Government On WhatsApp Privacy Policy


    In News

    Government again warns WhatsApp to scrap the 2021 privacy policy.


    • The Indian government has for a second time asked messaging service provider WhatsApp to roll back an update of its terms of use, while Whatsapp had deferred the May 15 implementation of its terms.
    • The changes in its terms of use and the way they were implemented undermine the sacrosanct values of informational privacy, data security and user choice for Indian users and harms the rights and interests of Indian citizens.

    (Image courtesy: )

    User Privacy Policy of Whatsapp

    • WhatsApp announced its controversial privacy and usage policy in early 2021. Initially, it was set to be enforced from February 15, later shifted to May 15.
    • Facebook and WhatsApp explained that the new privacy policy was necessary because WhatsApp had to share some info with Facebook to implement the e-commerce features in the app. 
    • The company claimed that it was all for the benefit of users. It was also necessary for the app to make the business accounts function better
    • WhatsApp has reiterated that its messaging app is end-to-end encrypted and that it doesn’t have access to your private chats or location. 
    • The company doesn’t share private messages or other data with Facebook. But, the new update will enable WhatsApp to use some of the “business conversations” hosted with the social network for advertising.

    Issue and Challenges

    • Sharing User Data: Whatsapp processes user data and partners with Facebook to offer integrations across the social media giant’s products. This new policy will use the information for commercial exploitation.
    • Against Government Policy: The policy is not in tune with the IT (Intermediary Guidelines) Rules, 2011. The rules require a body corporate who collects, stores or otherwise deals with data to issue a privacy policy providing for certain safeguards, in addition to imposing various other obligations.
    • No protection for Users: Indian users are more vulnerable to Whatsapp’s new Policy due to the absence of any data protection law.
    • Conflicting provisions: Policy is against the recommendations of Justice B N Srikrishna Committee – The principle of Data Localisation, which aims to put curbs on the transfer of personal data outside the country, may come in conflict with WhatsApp’s new privacy policy.
    • Unnecessary Haste: Why is whatsapp in a hurry to implement it before India has a privacy law of its own.

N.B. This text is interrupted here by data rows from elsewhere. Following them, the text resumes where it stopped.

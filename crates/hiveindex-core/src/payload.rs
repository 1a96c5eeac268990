//! Versioned decoding of `custom_json` payloads.
//!
//! Which payloads are meaningful, and in which shape, depends on the block
//! height: early `follow` ops were sent as bare objects, and the community
//! namespace only has semantics after its activation height. Both rules are
//! expressed here, as a pure function of the op and the height.

use serde::{Deserialize, Serialize};
use serde_json::{json, Value};

use crate::operation::CustomJsonOp;

/// `custom_json` id of the follow/reblog plugin.
pub const FOLLOW_ID: &str = "follow";
/// `custom_json` id of the community namespace.
pub const COMMUNITY_ID: &str = "com.steemit.community";

/// Heights at which payload semantics change.
#[derive(Debug, Clone, Copy, PartialEq, Eq, Serialize, Deserialize)]
pub struct ActivationHeights {
    /// Below this block, non-list `follow` payloads are coerced into
    /// `["follow", payload]`.
    pub legacy_follow_below: u64,
    /// Community ops are only dispatched strictly above this block.
    pub community_above: u64,
}

impl Default for ActivationHeights {
    fn default() -> Self {
        Self {
            legacy_follow_below: 6_000_000,
            community_above: 13_000_000,
        }
    }
}

/// A recognized custom payload together with its single posting authority.
#[derive(Debug, Clone, PartialEq)]
pub enum CustomPayload {
    Follow { account: String, payload: Value },
    Community { account: String, payload: Value },
}

/// Why a `custom_json` op was not dispatched.
#[derive(Debug, Clone, Copy, PartialEq, Eq)]
pub enum PayloadSkip {
    /// Not a namespace the indexer handles.
    UnknownId,
    /// Needs exactly one posting authority.
    AuthorityCount(usize),
    /// `json` is not valid JSON.
    Unparseable,
    /// Community op below the activation height.
    Inactive,
}

/// Decode a `custom_json` op applied at `block_num`.
pub fn decode_custom_json(
    op: &CustomJsonOp,
    block_num: u64,
    heights: &ActivationHeights,
) -> Result<CustomPayload, PayloadSkip> {
    if op.id != FOLLOW_ID && op.id != COMMUNITY_ID {
        return Err(PayloadSkip::UnknownId);
    }
    let [account] = op.required_posting_auths.as_slice() else {
        return Err(PayloadSkip::AuthorityCount(op.required_posting_auths.len()));
    };
    let payload: Value = serde_json::from_str(&op.json).map_err(|_| PayloadSkip::Unparseable)?;
    let account = account.clone();

    if op.id == FOLLOW_ID {
        return Ok(CustomPayload::Follow {
            account,
            payload: coerce_legacy_follow(payload, block_num, heights),
        });
    }
    if block_num > heights.community_above {
        Ok(CustomPayload::Community { account, payload })
    } else {
        Err(PayloadSkip::Inactive)
    }
}

/// Wrap a bare pre-activation follow payload into the tagged form.
pub fn coerce_legacy_follow(payload: Value, block_num: u64, heights: &ActivationHeights) -> Value {
    if block_num < heights.legacy_follow_below && !payload.is_array() {
        json!(["follow", payload])
    } else {
        payload
    }
}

    Government of India’s Stand

    • In fulfilment of its sovereign responsibility to protect the rights and interests of Indian citizens, the government will consider various options available to it under the Law.
    • GoI had taken a strong position on the matter, and made it clear that it is not just problematic but also “irresponsible” for the messaging platform to leverage its position to impose “unfair” terms and conditions on Indian users, when many depend on WhatsApp to communicate in everyday life.
    • WhatsApp’s ‘discriminatory treatment’ to Indian users vis-a-vis users of Europe is unacceptable.

    Way Forward

    • A legislation should be formulated which safeguards the rights provided to the Citizens under Article 21 of the Constitution-
      • which includes comprehensive surveillance reform prohibiting mass surveillance and 
      • institution of a judicial oversight mechanism for targeted surveillance.
    • Had this law been in place, this Policy by Whatsapp could not have been implemented.
    • Implement the recommendations of Justice B N Srikrishna Committee Report.
      • restrictions on processing and collection of data, 
      • Data Protection Authority should be established, 
      • right to be forgotten, 
      • data localisation, 
      • explicit consent requirements for sensitive personal data.
    • The government and civil society must engage in awareness programs to make the public aware of the importance of digital privacy. As most of the users of Whatsapp are not that digitally literate to understand the loss they will be suffering.


    (Image Courtesy: )

    Justice K S Puttaswamy (Retd) vs Union of India Case

    • In 2017, a nine judge bench held that Indians have a constitutionally protected fundamental right to privacy.
    • It is intrinsic to Article 21 of the Constitution
    • The SC held that privacy is a natural right that inheres in all natural persons, and that right may be restricted only by state action that passes each of three tests:
    1. Legislative mandate to the action;
    2. Must be pursuing a legitimate state purpose;
    3. It must be proportionate i.e., the action, both in nature and extent, must be necessary in a democratic society and the action ought to be the least intrusive of the available alternatives to meet the ends. 

    Personal Data Protection Bill, 2019

    • Introduced in Lok Sabha in Dec 2019 (not passed).
    • It seeks to provide for protection of personal data of individuals.
    • Establish a Data Protection Authority for the same.
    • The central government can exempt any of its agencies from the provisions of the Act: 
      • in interest of security of state, public order, sovereignty and integrity of India and friendly relations with foreign states, and 
      • for preventing incitement to commission of any cognisable offence (i.e. arrest without warrant) relating to the above matters. 
      • Processing of personal data is also exempted from provisions of the Bill for certain other purposes such as: 
        • prevention, investigation, or prosecution of any offence, or personal, domestic, or journalistic purposes.  
        • However, such processing must be for a specific, clear and lawful purpose, with certain security safeguards.